The right of way was granted in 1885 when a much larger area of land was subdivided. It was expressed in unqualified terms, although its purposes at least included the facilitation of the removal of "night soil" (ie, a "dunny lane"). The L-shaped strip did not originally form part of Number 6. Number 8 was brought under the Real Property Act 1900 prior to its acquisition by the Respondents in 2008, however, indefeasible title to the property was not granted until 2010. The primary judge found that, at that time, the Respondents took "active steps" to record the right of way on the title to Number 8.
The Appellants acquired Number 6 in 2012. Number 6 was brought under the Real Property Act around 1995 but the L-shaped strip was not part of the title until a possessory title application was granted in 2019. The new title recorded the existence of the right of way over the land in favour of Number 8.

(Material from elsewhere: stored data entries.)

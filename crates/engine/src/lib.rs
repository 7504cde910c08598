//! Settlement engine for shared-expense ledgers.
//!
//! Given the members and expenses of one ledger, the engine answers "who owes
//! whom" and produces the reporting views:
//!
//! 1. [`resolve_shares`] turns one expense and its [`SplitDetails`] into the
//!    share each member owes;
//! 2. [`build_ledger`] folds all expenses into pairwise gross debts with an
//!    audit trail;
//! 3. [`net_all`] collapses each pair into at most one [`Debt`];
//! 4. the [`analytics`] projections (category totals, daily trend, member
//!    statistics) read the same snapshot independently.
//!
//! Every call is a pure function of its inputs: no I/O, no shared state.
//! [`Engine`] only carries presentation settings and can be shared freely
//! between threads.
//!
//! ```rust
//! use chrono::{TimeZone, Utc};
//! use engine::{Engine, Expense, Member, Snapshot, SplitDetails};
//! use rust_decimal_macros::dec;
//!
//! let members = vec![Member::new("alice", "Alice"), Member::new("bob", "Bob")];
//! let expenses = vec![Expense::new(
//!     "e1",
//!     "Dinner",
//!     dec!(80),
//!     Utc.with_ymd_and_hms(2024, 6, 1, 20, 0, 0).unwrap(),
//!     Some("alice".into()),
//!     SplitDetails::equal(["alice", "bob"]),
//! )];
//!
//! let engine = Engine::builder().build().unwrap();
//! let settlement = engine.settle(&Snapshot::new(members, expenses));
//! assert_eq!(settlement.debts[0].from.as_str(), "bob");
//! assert_eq!(settlement.debts[0].amount, dec!(40));
//! ```

use serde::{Deserialize, Serialize};

pub use analytics::{
    Analytics, CategoryTotal, DailyTotal, MemberStat, Period, Summary, UNCATEGORIZED,
    available_years, category_breakdown, daily_trend, member_stats, summary,
};
pub use currency::Currency;
pub use error::EngineError;
pub use expenses::{Expense, ExpenseId, SplitDetails};
pub use ledger::{Ledger, LedgerDiagnostics, TransactionLog, build_ledger};
pub use members::{Member, MemberId};
pub use netting::{Debt, MemberBalance, member_balances, net_all};
pub use snapshot::Snapshot;
pub use split::{Shares, resolve_shares};
pub use validation::{snapshot_issues, validate_expense, validate_snapshot};

pub mod analytics;
mod currency;
mod error;
mod expenses;
mod ledger;
mod members;
pub mod money;
mod netting;
mod snapshot;
mod split;
mod util;
mod validation;

pub type ResultEngine<T> = Result<T, EngineError>;

/// Nets `expenses` between `members` using the default currency.
///
/// Shorthand for [`build_ledger`] followed by [`net_all`].
pub fn settlements(expenses: &[Expense], members: &[Member]) -> Vec<Debt> {
    net_all(&build_ledger(expenses, members), Currency::default())
}

/// Result of settling one snapshot.
#[derive(Clone, Debug, PartialEq, Eq, Serialize, Deserialize)]
pub struct Settlement {
    pub debts: Vec<Debt>,
    pub balances: Vec<MemberBalance>,
    pub diagnostics: LedgerDiagnostics,
}

#[derive(Clone, Debug)]
pub struct Engine {
    currency: Currency,
    default_category: String,
}

impl Engine {
    /// Return a builder for `Engine`. Help to build the struct.
    pub fn builder() -> EngineBuilder {
        EngineBuilder::default()
    }

    pub fn currency(&self) -> Currency {
        self.currency
    }

    pub fn default_category(&self) -> &str {
        &self.default_category
    }

    /// Settles `snapshot`: pairwise net debts, per-member balances and the
    /// counters of everything that was skipped.
    pub fn settle(&self, snapshot: &Snapshot) -> Settlement {
        let ledger = build_ledger(&snapshot.expenses, &snapshot.members);
        let debts = net_all(&ledger, self.currency);
        let balances = member_balances(&snapshot.members, &debts);
        let diagnostics = ledger.diagnostics();

        tracing::info!(
            members = ledger.member_count(),
            expenses = snapshot.expenses.len(),
            debts = debts.len(),
            skipped = diagnostics.skipped_expenses(),
            "settled ledger"
        );

        Settlement {
            debts,
            balances,
            diagnostics,
        }
    }

    /// Reporting projections of `snapshot` restricted to `period`.
    pub fn analytics(&self, snapshot: &Snapshot, period: Period) -> ResultEngine<Analytics> {
        analytics::analytics_with(
            &snapshot.expenses,
            &snapshot.members,
            period,
            &self.default_category,
            self.currency,
        )
    }

    /// Rejects the snapshot on the first expense that would be skipped or
    /// misattributed by [`Engine::settle`].
    pub fn validate(&self, snapshot: &Snapshot) -> ResultEngine<()> {
        validate_snapshot(snapshot, self.currency)
    }
}

/// The builder for `Engine`
#[derive(Default)]
pub struct EngineBuilder {
    currency: Currency,
    default_category: Option<String>,
}

impl EngineBuilder {
    /// Currency used to round visible amounts.
    pub fn currency(mut self, currency: Currency) -> EngineBuilder {
        self.currency = currency;
        self
    }

    /// Label for expenses without a category.
    pub fn default_category(mut self, label: &str) -> EngineBuilder {
        self.default_category = Some(label.to_string());
        self
    }

    /// Construct `Engine`
    pub fn build(self) -> ResultEngine<Engine> {
        let default_category = match self.default_category {
            None => UNCATEGORIZED.to_string(),
            Some(label) => util::normalize_label(Some(&label)).ok_or_else(|| {
                EngineError::InvalidSetting("default category must not be empty".to_string())
            })?,
        };
        Ok(Engine {
            currency: self.currency,
            default_category,
        })
    }
}
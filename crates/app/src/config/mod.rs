use clap::Parser;
use engine::{Currency, Period};
use serde::Deserialize;

use crate::error::Result;

const DEFAULT_CONFIG_PATH: &str = "config/splitledger.toml";

#[derive(Debug, Clone, Deserialize)]
#[serde(default)]
pub struct AppConfig {
    /// Snapshot file; `-` or unset reads stdin.
    pub snapshot: Option<String>,
    pub currency: String,
    pub default_category: String,
    pub period: String,
    pub strict: bool,
    pub pretty: bool,
    pub level: String,
}

impl Default for AppConfig {
    fn default() -> Self {
        Self {
            snapshot: None,
            currency: Currency::default().code().to_string(),
            default_category: engine::UNCATEGORIZED.to_string(),
            period: "all".to_string(),
            strict: false,
            pretty: false,
            level: "info".to_string(),
        }
    }
}

impl AppConfig {
    pub fn currency(&self) -> Result<Currency> {
        Ok(Currency::try_from(self.currency.as_str())?)
    }

    pub fn period(&self) -> Result<Period> {
        Ok(self.period.parse()?)
    }
}

#[derive(Debug, Parser)]
#[command(name = "splitledger")]
#[command(about = "Settle a shared-expense snapshot and print the report as JSON")]
pub struct Args {
    /// Optional config file path (TOML).
    #[arg(long)]
    config: Option<String>,
    /// Snapshot JSON file (`-` for stdin).
    #[arg(long, short)]
    snapshot: Option<String>,
    /// Override ledger currency (e.g. EUR, PHP).
    #[arg(long)]
    currency: Option<String>,
    /// Override the label used for expenses without a category.
    #[arg(long)]
    default_category: Option<String>,
    /// Reporting window: `all`, `YYYY` or `YYYY-MM`.
    #[arg(long)]
    period: Option<String>,
    /// Refuse snapshots containing records the engine would skip.
    #[arg(long)]
    strict: bool,
    /// Pretty-print the JSON report.
    #[arg(long)]
    pretty: bool,
    /// Log level (trace, debug, info, warn, error).
    #[arg(long)]
    level: Option<String>,
}

pub fn load() -> Result<AppConfig> {
    load_from(Args::parse())
}

pub fn load_from(args: Args) -> Result<AppConfig> {
    let config_path = args.config.as_deref().unwrap_or(DEFAULT_CONFIG_PATH);
    let mut builder = config::Config::builder();
    builder = builder.add_source(config::File::with_name(config_path).required(false));
    builder = builder.add_source(config::Environment::with_prefix("SPLITLEDGER"));
    let mut settings: AppConfig = builder.build()?.try_deserialize()?;

    if let Some(snapshot) = args.snapshot {
        settings.snapshot = Some(snapshot);
    }
    if let Some(currency) = args.currency {
        settings.currency = currency;
    }
    if let Some(default_category) = args.default_category {
        settings.default_category = default_category;
    }
    if let Some(period) = args.period {
        settings.period = period;
    }
    if let Some(level) = args.level {
        settings.level = level;
    }
    settings.strict |= args.strict;
    settings.pretty |= args.pretty;

    Ok(settings)
}
use chrono::{NaiveDate, TimeZone, Utc};
use rust_decimal::Decimal;
use rust_decimal_macros::dec;

use engine::{
    Currency, Engine, EngineError, Expense, Member, MemberId, Period, Snapshot, SplitDetails,
    category_breakdown, daily_trend, member_stats, resolve_shares,
};

fn expense(id: &str, amount: Decimal, (y, m, d): (i32, u32, u32), category: &str) -> Expense {
    Expense::new(
        id,
        id,
        amount,
        Utc.with_ymd_and_hms(y, m, d, 10, 0, 0).unwrap(),
        Some("alice".into()),
        SplitDetails::equal(["alice", "bob"]),
    )
    .with_category(category)
}

fn members() -> Vec<Member> {
    vec![Member::new("alice", "Alice"), Member::new("bob", "Bob")]
}

#[test]
fn category_totals_are_sorted_by_amount() {
    let expenses = vec![
        expense("e1", dec!(50), (2024, 1, 1), "Food"),
        expense("e2", dec!(30), (2024, 1, 2), "Food"),
        expense("e3", dec!(20), (2024, 1, 3), "Transport"),
    ];

    let breakdown: Vec<(String, Decimal)> = category_breakdown(&expenses)
        .into_iter()
        .map(|c| (c.category, c.total))
        .collect();

    assert_eq!(
        breakdown,
        vec![
            ("Food".to_string(), dec!(80)),
            ("Transport".to_string(), dec!(20)),
        ]
    );
}

#[test]
fn trend_is_ascending_without_gap_filling() {
    let expenses = vec![
        expense("e1", dec!(5), (2024, 1, 10), "Food"),
        expense("e2", dec!(5), (2024, 1, 3), "Food"),
        expense("e3", dec!(2.5), (2024, 1, 10), "Fun"),
    ];

    let trend = daily_trend(&expenses);
    let dates: Vec<NaiveDate> = trend.iter().map(|d| d.date).collect();
    assert_eq!(
        dates,
        vec![
            NaiveDate::from_ymd_opt(2024, 1, 3).unwrap(),
            NaiveDate::from_ymd_opt(2024, 1, 10).unwrap(),
        ]
    );
    assert_eq!(trend[1].total, dec!(7.50));
}

#[test]
fn member_shares_match_the_resolver() {
    let members = vec![
        Member::new("alice", "Alice"),
        Member::new("bob", "Bob"),
        Member::new("carol", "Carol"),
    ];
    let expenses = vec![
        Expense::new(
            "e1",
            "rent",
            dec!(1000),
            Utc.with_ymd_and_hms(2024, 2, 1, 0, 0, 0).unwrap(),
            Some("bob".into()),
            SplitDetails::percentage([("alice", dec!(50)), ("bob", dec!(30)), ("carol", dec!(20))]),
        ),
        Expense::new(
            "e2",
            "internet",
            dec!(45),
            Utc.with_ymd_and_hms(2024, 2, 2, 0, 0, 0).unwrap(),
            Some("carol".into()),
            SplitDetails::equal(["alice", "bob", "carol"]),
        ),
    ];

    let stats = member_stats(&expenses, &members);

    let order: Vec<&str> = stats.iter().map(|s| s.member_id.as_str()).collect();
    assert_eq!(order, vec!["bob", "carol", "alice"]);

    let expected_alice: Decimal = expenses
        .iter()
        .filter_map(|e| resolve_shares(e).get(&MemberId::from("alice")).copied())
        .sum();
    let alice = stats.iter().find(|s| s.member_id.as_str() == "alice").unwrap();
    assert_eq!(alice.share, expected_alice);
    assert_eq!(alice.paid, dec!(0));

    let bob = &stats[0];
    assert_eq!(bob.display_name, "Bob");
    assert_eq!(bob.paid, dec!(1000));
    assert_eq!(bob.share, dec!(315));
}

#[test]
fn engine_analytics_filters_by_month() {
    let snapshot = Snapshot::new(
        members(),
        vec![
            expense("e1", dec!(10), (2023, 12, 31), "Food"),
            expense("e2", dec!(20), (2024, 1, 1), "Food"),
            expense("e3", dec!(30), (2024, 1, 31), ""),
            expense("e4", dec!(40), (2024, 2, 1), "Food"),
        ],
    );

    let engine = Engine::builder()
        .default_category("Misc")
        .build()
        .unwrap();
    let report = engine
        .analytics(&snapshot, "2024-01".parse().unwrap())
        .unwrap();

    assert_eq!(report.summary.expense_count, 2);
    assert_eq!(report.summary.total_spent, dec!(50));
    assert_eq!(report.categories[0].category, "Misc");
    assert_eq!(report.categories[1].category, "Food");
    assert_eq!(report.trend.len(), 2);
    assert_eq!(report.members[0].paid, dec!(50));
    assert_eq!(report.members[1].share, dec!(25));
    assert_eq!(report.summary.average_daily, dec!(25));
    assert_eq!(report.summary.top_spender, Some(MemberId::from("alice")));
}

#[test]
fn engine_analytics_survives_totals_beyond_decimal_range() {
    let big = Decimal::MAX / dec!(2) + dec!(1);
    let snapshot = Snapshot::new(
        members(),
        vec![
            expense("e1", big, (2024, 6, 1), "Rent"),
            expense("e2", big, (2024, 6, 2), "Rent"),
            expense("e3", dec!(12), (2024, 6, 2), "Food"),
        ],
    );

    let report = Engine::builder()
        .build()
        .unwrap()
        .analytics(&snapshot, Period::All)
        .unwrap();

    assert_eq!(report.summary.expense_count, 2);
    assert_eq!(report.trend.len(), 2);
    assert_eq!(report.categories[1].category, "Food");
}

#[test]
fn empty_period_has_zero_kpis() {
    let snapshot = Snapshot::new(members(), vec![expense("e1", dec!(10), (2024, 1, 5), "Food")]);
    let engine = Engine::builder().build().unwrap();
    let report = engine.analytics(&snapshot, "2023".parse().unwrap()).unwrap();

    assert_eq!(report.summary.expense_count, 0);
    assert_eq!(report.summary.average_daily, dec!(0));
    assert_eq!(report.summary.top_spender, None);
    assert!(report.trend.is_empty());
    assert!(report.members.iter().all(|m| m.paid == dec!(0)));
}

#[test]
fn engine_analytics_rejects_impossible_month() {
    let engine = Engine::builder().build().unwrap();
    let result = engine.analytics(&Snapshot::default(), Period::Month { year: 2024, month: 13 });
    assert!(matches!(result, Err(EngineError::InvalidPeriod(_))));
}

#[test]
fn totals_round_to_currency_units() {
    let snapshot = Snapshot::new(
        members(),
        vec![
            expense("e1", dec!(100.4), (2024, 5, 1), "Food"),
            expense("e2", dec!(0.2), (2024, 5, 1), "Food"),
        ],
    );
    let engine = Engine::builder().currency(Currency::Jpy).build().unwrap();
    let report = engine.analytics(&snapshot, Period::All).unwrap();

    assert_eq!(report.summary.total_spent, dec!(101));
    assert_eq!(report.members[0].share, dec!(50));
}

#[test]
fn blank_default_category_is_rejected() {
    assert!(matches!(
        Engine::builder().default_category("   ").build(),
        Err(EngineError::InvalidSetting(_))
    ));
}
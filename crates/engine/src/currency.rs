use serde::{Deserialize, Serialize};

use crate::EngineError;

/// ISO-like currency code of a ledger.
///
/// A ledger is mono-currency: the engine never converts between currencies,
/// it only needs to know how many fraction digits amounts are rounded to when
/// they become visible (net debts, report totals).
///
/// ## Minor units
///
/// `minor_units()` returns the number of decimal digits of the smallest
/// unit. Example: EUR has 2 minor units, so `10.505` is shown as `10.51`;
/// JPY has none, so `10.5` is shown as `11`.
#[derive(Clone, Copy, Debug, Default, PartialEq, Eq, Hash, Serialize, Deserialize)]
#[serde(rename_all = "UPPERCASE")]
pub enum Currency {
    #[default]
    Eur,
    Usd,
    Gbp,
    Php,
    Jpy,
}

impl Currency {
    /// Canonical currency code.
    #[must_use]
    pub const fn code(self) -> &'static str {
        match self {
            Currency::Eur => "EUR",
            Currency::Usd => "USD",
            Currency::Gbp => "GBP",
            Currency::Php => "PHP",
            Currency::Jpy => "JPY",
        }
    }

    /// Number of fraction digits used when rounding visible amounts.
    #[must_use]
    pub const fn minor_units(self) -> u32 {
        match self {
            Currency::Jpy => 0,
            Currency::Eur | Currency::Usd | Currency::Gbp | Currency::Php => 2,
        }
    }
}

impl core::fmt::Display for Currency {
    fn fmt(&self, f: &mut core::fmt::Formatter<'_>) -> core::fmt::Result {
        f.write_str(self.code())
    }
}

impl TryFrom<&str> for Currency {
    type Error = EngineError;

    fn try_from(value: &str) -> Result<Self, Self::Error> {
        match value.trim().to_ascii_uppercase().as_str() {
            "EUR" => Ok(Currency::Eur),
            "USD" => Ok(Currency::Usd),
            "GBP" => Ok(Currency::Gbp),
            "PHP" => Ok(Currency::Php),
            "JPY" => Ok(Currency::Jpy),
            other => Err(EngineError::UnsupportedCurrency(other.to_string())),
        }
    }
}

impl core::str::FromStr for Currency {
    type Err = EngineError;

    fn from_str(s: &str) -> Result<Self, Self::Err> {
        Currency::try_from(s)
    }
}
//! Input snapshot handed over by the storage layer.

use serde::{Deserialize, Serialize};

use crate::{Expense, Member, ResultEngine};

/// Members and expenses of one ledger, already filtered and authorized by
/// the caller. The engine assumes the snapshot is temporally consistent.
#[derive(Clone, Debug, Default, PartialEq, Eq, Serialize, Deserialize)]
pub struct Snapshot {
    #[serde(default)]
    pub members: Vec<Member>,
    #[serde(default)]
    pub expenses: Vec<Expense>,
}

impl Snapshot {
    pub fn new(members: Vec<Member>, expenses: Vec<Expense>) -> Self {
        Self { members, expenses }
    }

    /// Decodes a snapshot from JSON.
    pub fn from_json(raw: &str) -> ResultEngine<Self> {
        let snapshot: Snapshot = serde_json::from_str(raw)?;
        tracing::debug!(
            members = snapshot.members.len(),
            expenses = snapshot.expenses.len(),
            "decoded snapshot"
        );
        Ok(snapshot)
    }
}
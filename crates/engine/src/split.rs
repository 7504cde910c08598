//! Split resolution: how much of one expense each member is responsible for.
//!
//! This is the single place split semantics are interpreted. Both the ledger
//! builder and the member statistics go through [`resolve_shares`], so the
//! settlement math and the reports can never disagree.

use std::collections::BTreeMap;

use rust_decimal::Decimal;

use crate::{Expense, MemberId, SplitDetails};

/// Owed share per member for a single expense.
pub type Shares = BTreeMap<MemberId, Decimal>;

/// Resolves `expense` into the amount each listed member owes for it.
///
/// - `Equal`: `amount / |members|` each, or nothing when no member is listed.
/// - `Exact`: the allocations as given.
/// - `Percentage`: `allocation / 100 * amount` each.
/// - `Unrecognized`: nothing.
///
/// No rounding is applied and allocations are not checked against the
/// amount; the payer is included like any other member. An expense whose
/// shares do not fit in a [`Decimal`] resolves to nothing.
#[must_use]
pub fn resolve_shares(expense: &Expense) -> Shares {
    checked_shares(expense).unwrap_or_default()
}

/// Like [`resolve_shares`], but `None` when a share overflows.
pub(crate) fn checked_shares(expense: &Expense) -> Option<Shares> {
    let shares = resolve(&expense.split, expense.amount);
    if shares.is_none() {
        tracing::debug!(expense = %expense.id, amount = %expense.amount, "split shares overflow");
    }
    shares
}

fn resolve(split: &SplitDetails, amount: Decimal) -> Option<Shares> {
    match split {
        SplitDetails::Equal { members } => {
            if members.is_empty() {
                return Some(Shares::new());
            }
            let share = amount.checked_div(Decimal::from(members.len()))?;
            Some(members.iter().map(|id| (id.clone(), share)).collect())
        }
        SplitDetails::Exact { allocations } => Some(allocations.clone()),
        SplitDetails::Percentage { allocations } => allocations
            .iter()
            .map(|(id, percent)| {
                let share = amount
                    .checked_mul(*percent)?
                    .checked_div(Decimal::ONE_HUNDRED)?;
                Some((id.clone(), share))
            })
            .collect(),
        SplitDetails::Unrecognized => Some(Shares::new()),
    }
}
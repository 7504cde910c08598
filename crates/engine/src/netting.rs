//! Bilateral netting of the gross ledger.
//!
//! Each unordered pair of members is collapsed into at most one directional
//! [`Debt`]. Netting is strictly pairwise: debts are never rerouted through a
//! third member, so every history line of a debt comes from an expense shared
//! by exactly those two members.

use std::{cmp::Ordering, collections::HashMap};

use rust_decimal::Decimal;
use serde::{Deserialize, Serialize};

use crate::{Currency, Ledger, Member, MemberId, TransactionLog, money};

/// `from` owes `to` the (rounded, positive) `amount`.
#[derive(Clone, Debug, PartialEq, Eq, Serialize, Deserialize)]
pub struct Debt {
    pub from: MemberId,
    pub to: MemberId,
    pub amount: Decimal,
    /// Direct lines followed by offsets, sorted by date descending.
    pub history: Vec<TransactionLog>,
}

impl Debt {
    /// Canonical key of the unordered pair: the two ids in ascending order.
    pub fn pair_key(&self) -> (&MemberId, &MemberId) {
        if self.from <= self.to {
            (&self.from, &self.to)
        } else {
            (&self.to, &self.from)
        }
    }
}

/// Net position of a member across a list of debts.
#[derive(Clone, Debug, PartialEq, Eq, Serialize, Deserialize)]
pub struct MemberBalance {
    pub member_id: MemberId,
    pub display_name: String,
    /// Owed to the member minus owed by the member.
    pub net: Decimal,
}

/// Nets every unordered pair of the ledger into at most one [`Debt`].
///
/// Amounts are rounded to the minor units of `currency` only here. Pairs
/// whose gross debts cancel out (after rounding) produce nothing. The result
/// is sorted by amount descending, then by pair key, so identical inputs
/// always produce identical output.
pub fn net_all(ledger: &Ledger, currency: Currency) -> Vec<Debt> {
    let count = ledger.member_count();
    let mut debts = Vec::new();

    for a in 0..count {
        for b in (a + 1)..count {
            let a_owes_b = ledger.gross_at(a, b);
            let b_owes_a = ledger.gross_at(b, a);
            let (debtor, creditor, net) = match a_owes_b.cmp(&b_owes_a) {
                Ordering::Greater => (a, b, a_owes_b - b_owes_a),
                Ordering::Less => (b, a, b_owes_a - a_owes_b),
                Ordering::Equal => continue,
            };

            let amount = money::round_amount(net, currency);
            if amount <= Decimal::ZERO {
                continue;
            }

            debts.push(Debt {
                from: ledger.index().id(debtor).clone(),
                to: ledger.index().id(creditor).clone(),
                amount,
                history: merged_history(ledger, debtor, creditor),
            });
        }
    }

    debts.sort_by(|x, y| {
        y.amount
            .cmp(&x.amount)
            .then_with(|| x.pair_key().cmp(&y.pair_key()))
    });

    tracing::debug!(
        members = count,
        debts = debts.len(),
        "netted ledger"
    );

    debts
}

fn merged_history(ledger: &Ledger, debtor: usize, creditor: usize) -> Vec<TransactionLog> {
    let direct = ledger.history_at(debtor, creditor);
    let reverse = ledger.history_at(creditor, debtor);

    let mut history = Vec::with_capacity(direct.len() + reverse.len());
    history.extend(direct.iter().cloned());
    history.extend(reverse.iter().map(TransactionLog::as_offset));
    // Stable: equal dates keep direct lines first, each in expense order.
    history.sort_by(|x, y| y.date.cmp(&x.date));
    history
}

/// Net balance of every member over `debts`, in member order.
///
/// Debts naming ids that are not members are ignored. Balances saturate at
/// the [`Decimal`] bounds instead of overflowing.
pub fn member_balances(members: &[Member], debts: &[Debt]) -> Vec<MemberBalance> {
    let mut balances: Vec<MemberBalance> = Vec::with_capacity(members.len());
    let mut positions: HashMap<&MemberId, usize> = HashMap::with_capacity(members.len());
    for member in members {
        if positions.contains_key(&member.id) {
            continue;
        }
        positions.insert(&member.id, balances.len());
        balances.push(MemberBalance {
            member_id: member.id.clone(),
            display_name: member.display_name.clone(),
            net: Decimal::ZERO,
        });
    }

    for debt in debts {
        if let Some(&creditor) = positions.get(&debt.to) {
            let net = &mut balances[creditor].net;
            *net = net.saturating_add(debt.amount);
        }
        if let Some(&debtor) = positions.get(&debt.from) {
            let net = &mut balances[debtor].net;
            *net = net.saturating_sub(debt.amount);
        }
    }

    balances
}
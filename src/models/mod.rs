//! Data structures for the bracket: participants, contests, bracket state.

mod bracket;
mod contest;
mod participant;

pub use bracket::{Bracket, BracketError, TournamentFormat, TournamentId};
pub use contest::{contest_id, Contest, ContestId, RoundRecord};
pub use participant::{ParticipantId, ParticipantStatus};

After the connection of sewers in around 1908, traffic along the right of way ceased and it fell into disuse. Fences between Number 6 and Number 8 were extended to the rear fences across the entrance to the right of way. On Number 6 a gate was constructed at the point where the L-shaped strip met the street. A garden bed was built at the rear of Number 6 in the area of the right of way, save for a manhole cover in the corner. A fishpond was built at one end of the garden bed.
After 2010 the Respondents replaced the fence between Number 6 and Number 8 with a wooden paling fence built entirely on Number 8's property. They placed a metal post in the area of the right of way. They constructed a knee-high concrete wall against the rear fence to Number 8 which impeded access to the right of way, and built a garden shed in their backyard close to the new fence. They later removed the shed.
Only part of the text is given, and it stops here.